It also has little credibility at the UN on HIV&AIDS prevention, she notes. “Especially on HIV&AIDS, they’ve made themselves irrelevant because the data and science are not on their side. And their credibility was irrevocably damaged by bishops like Kevin Dowling who said that condoms save lives.”
By the start of the 2014 UN Commission on the Status of Women, when the Vatican was expected to issue its usual slew of demands about striking references to family planning and sexuality education and adding references to the importance of the “traditional” family, many observers noted that its influence had waned. As many Latin American delegations have become more progressive on issues of sexuality and reproductive health, the Vatican has been increasingly marooned in defending Humanae Vitae.[v] In 2015, when the UN released its Sustainable Development Goals 2030, the Holy See expressed strong support despite saying it had “firm reservations” about targets promoting access to sexual and reproductive healthcare services and the integration of reproductive health into national strategies and programs.[vi]
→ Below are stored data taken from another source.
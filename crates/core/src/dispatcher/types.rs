//! Types for the dispatcher.

use serde::{Deserialize, Serialize};

/// Current status of the dispatcher.
#[derive(Debug, Clone, Default, Serialize, Deserialize)]
pub struct DispatcherStatus {
    /// Whether the dispatcher is running.
    pub running: bool,
    /// Entries currently resident in the scheduler (advisory).
    pub pending: usize,
    /// Number of worker loops.
    pub worker_count: usize,
}
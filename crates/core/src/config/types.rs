use serde::{Deserialize, Serialize};
use thiserror::Error;

pub use crate::dispatcher::DispatcherConfig;

/// Errors that can occur while loading or validating configuration.
#[derive(Debug, Error)]
pub enum ConfigError {
    #[error("config file not found: {0}")]
    FileNotFound(String),

    #[error("failed to parse config: {0}")]
    ParseError(String),

    #[error("invalid config: {0}")]
    ValidationError(String),
}

/// Root configuration
#[derive(Debug, Clone, Default, Deserialize, Serialize)]
pub struct Config {
    #[serde(default)]
    pub queue: QueueConfig,
    #[serde(default)]
    pub scheduler: SchedulerConfig,
    #[serde(default)]
    pub dispatcher: DispatcherConfig,
}

/// Queue configuration
#[derive(Debug, Clone, Deserialize, Serialize)]
pub struct QueueConfig {
    /// Channel buffer size for the in-memory queue.
    #[serde(default = "default_buffer")]
    pub buffer: usize,
}

impl Default for QueueConfig {
    fn default() -> Self {
        Self {
            buffer: default_buffer(),
        }
    }
}

fn default_buffer() -> usize {
    1024
}

/// Scheduler configuration
#[derive(Debug, Clone, Deserialize, Serialize)]
pub struct SchedulerConfig {
    /// Maximum resident entries before admission fails (0 = unbounded).
    #[serde(default)]
    pub max_pending: usize,
}

impl Default for SchedulerConfig {
    fn default() -> Self {
        Self { max_pending: 0 }
    }
}
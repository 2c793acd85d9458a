//! In-process message queue backed by a tokio channel.

use std::collections::HashMap;
use std::sync::atomic::{AtomicU64, Ordering};
use std::sync::{Mutex as StdMutex, PoisonError};

use async_trait::async_trait;
use tokio::sync::{mpsc, Mutex};
use tracing::debug;

use super::types::{AckHandle, Delivery, MessageQueue, QueueError};

/// In-memory `MessageQueue` implementation.
///
/// Publishers push raw payloads; consumers receive tagged deliveries and
/// must ack or nack each one. Nacked payloads land in an internal
/// dead-letter buffer rather than being redelivered, so a poison message
/// cannot loop forever. The buffer is inspectable for tests and operator
/// tooling.
///
/// The bookkeeping maps use blocking mutexes with await-free critical
/// sections: once `receive` pulls a payload off the channel it registers
/// the delivery synchronously, so cancelling the future at any await
/// point can never strand a payload outside both the channel and the
/// unacked map.
pub struct MemoryQueue {
    name: String,
    sender: mpsc::Sender<Vec<u8>>,
    receiver: Mutex<mpsc::Receiver<Vec<u8>>>,
    unacked: StdMutex<HashMap<u64, Vec<u8>>>,
    dead_letters: StdMutex<Vec<Vec<u8>>>,
    next_tag: AtomicU64,
    acked_total: AtomicU64,
    nacked_total: AtomicU64,
}

impl MemoryQueue {
    /// Create a queue with the given channel buffer size.
    pub fn new(buffer: usize) -> Self {
        let (sender, receiver) = mpsc::channel(buffer);
        Self {
            name: "memory".to_string(),
            sender,
            receiver: Mutex::new(receiver),
            unacked: StdMutex::new(HashMap::new()),
            dead_letters: StdMutex::new(Vec::new()),
            next_tag: AtomicU64::new(1),
            acked_total: AtomicU64::new(0),
            nacked_total: AtomicU64::new(0),
        }
    }

    /// Publish a raw payload onto the queue.
    pub async fn publish(&self, payload: Vec<u8>) -> Result<(), QueueError> {
        self.sender
            .send(payload)
            .await
            .map_err(|_| QueueError::Closed)
    }

    /// Number of deliveries handed out but not yet acked or nacked.
    pub fn unacked_len(&self) -> usize {
        self.lock_unacked().len()
    }

    /// Payloads that were nacked, in nack order.
    pub fn dead_lettered(&self) -> Vec<Vec<u8>> {
        self.dead_letters
            .lock()
            .unwrap_or_else(PoisonError::into_inner)
            .clone()
    }

    /// Total deliveries acknowledged over the queue's lifetime.
    pub fn acked_total(&self) -> u64 {
        self.acked_total.load(Ordering::Relaxed)
    }

    /// Total deliveries rejected over the queue's lifetime.
    pub fn nacked_total(&self) -> u64 {
        self.nacked_total.load(Ordering::Relaxed)
    }

    fn lock_unacked(&self) -> std::sync::MutexGuard<'_, HashMap<u64, Vec<u8>>> {
        self.unacked.lock().unwrap_or_else(PoisonError::into_inner)
    }
}

#[async_trait]
impl MessageQueue for MemoryQueue {
    fn name(&self) -> &str {
        &self.name
    }

    async fn receive(&self) -> Result<Option<Delivery>, QueueError> {
        let payload = {
            let mut receiver = self.receiver.lock().await;
            receiver.recv().await
        };

        let Some(payload) = payload else {
            return Ok(None);
        };

        // No awaits past this point: the payload must be registered as
        // unacked before the caller can observe the future completing,
        // or a cancelled receive would lose it.
        let tag = self.next_tag.fetch_add(1, Ordering::Relaxed);
        self.lock_unacked().insert(tag, payload.clone());
        debug!(tag, bytes = payload.len(), "delivery handed out");

        Ok(Some(Delivery {
            payload,
            handle: AckHandle::new(tag),
        }))
    }

    async fn ack(&self, handle: AckHandle) -> Result<(), QueueError> {
        let removed = self.lock_unacked().remove(&handle.tag());
        match removed {
            Some(_) => {
                self.acked_total.fetch_add(1, Ordering::Relaxed);
                Ok(())
            }
            None => Err(QueueError::UnknownDelivery(handle.tag())),
        }
    }

    async fn nack(&self, handle: AckHandle) -> Result<(), QueueError> {
        let removed = self.lock_unacked().remove(&handle.tag());
        match removed {
            Some(payload) => {
                self.dead_letters
                    .lock()
                    .unwrap_or_else(PoisonError::into_inner)
                    .push(payload);
                self.nacked_total.fetch_add(1, Ordering::Relaxed);
                Ok(())
            }
            None => Err(QueueError::UnknownDelivery(handle.tag())),
        }
    }
}
//! Types for the intake stage.

use thiserror::Error;

use crate::queue::QueueError;
use crate::scheduler::SchedulerError;
use crate::transaction::PayloadError;

/// Errors that can occur while admitting a delivery.
#[derive(Debug, Error)]
pub enum IntakeError {
    /// Payload failed validation. The message is rejected back to the
    /// source; intake never retries it internally.
    #[error("malformed payload: {0}")]
    MalformedPayload(#[from] PayloadError),

    /// Scheduler refused the admission. Fatal for the intake loop.
    #[error("scheduler error: {0}")]
    Scheduler(#[from] SchedulerError),

    /// Queue error while receiving or rejecting a message.
    #[error("queue error: {0}")]
    Queue(#[from] QueueError),
}
//! Intake stage.
//!
//! Bridges the external message queue into the priority scheduler:
//! receives deliveries, validates payloads, and admits transactions.

mod runner;
mod types;

pub use runner::IntakeStage;
pub use types::*;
[i] Pontifical Council on the Family, “Ethical and Pastoral Dimensions of Population Trends,” Pontifical Council on the Family, May 13, 1994.
[ii] Ari Goldman, “Religion Notes,” New York Times, December 18, 1993.
[iii] “Holy See’s Final Statement at Women’s Conference in Beijing,” September 15, 1995. http://www.its.caltech.edu/~nmcenter/women-cp/beijing3.html
[iv] Sarah Venis, “UN Conference on Children Bows to US Pressure,” The Lancet, May 18, 2002.
[v] Liz Ford, “The Vatican breaks its silence at UN gender equality conference,” The Guardian, March 20, 2014, https://www.theguardian.com/global-development/poverty-matters/2014/mar/20/vatican-un-gender-equality-conference-csw-women.
[vi] Matt Hadro, “Holy See Expresses Cautious Support for UN Development Goals,” Catholic News Agency, September 4, 2015, https://www.catholicnewsagency.com/news/holy-see-expresses-cautious-support-for-un-development-goals-42530.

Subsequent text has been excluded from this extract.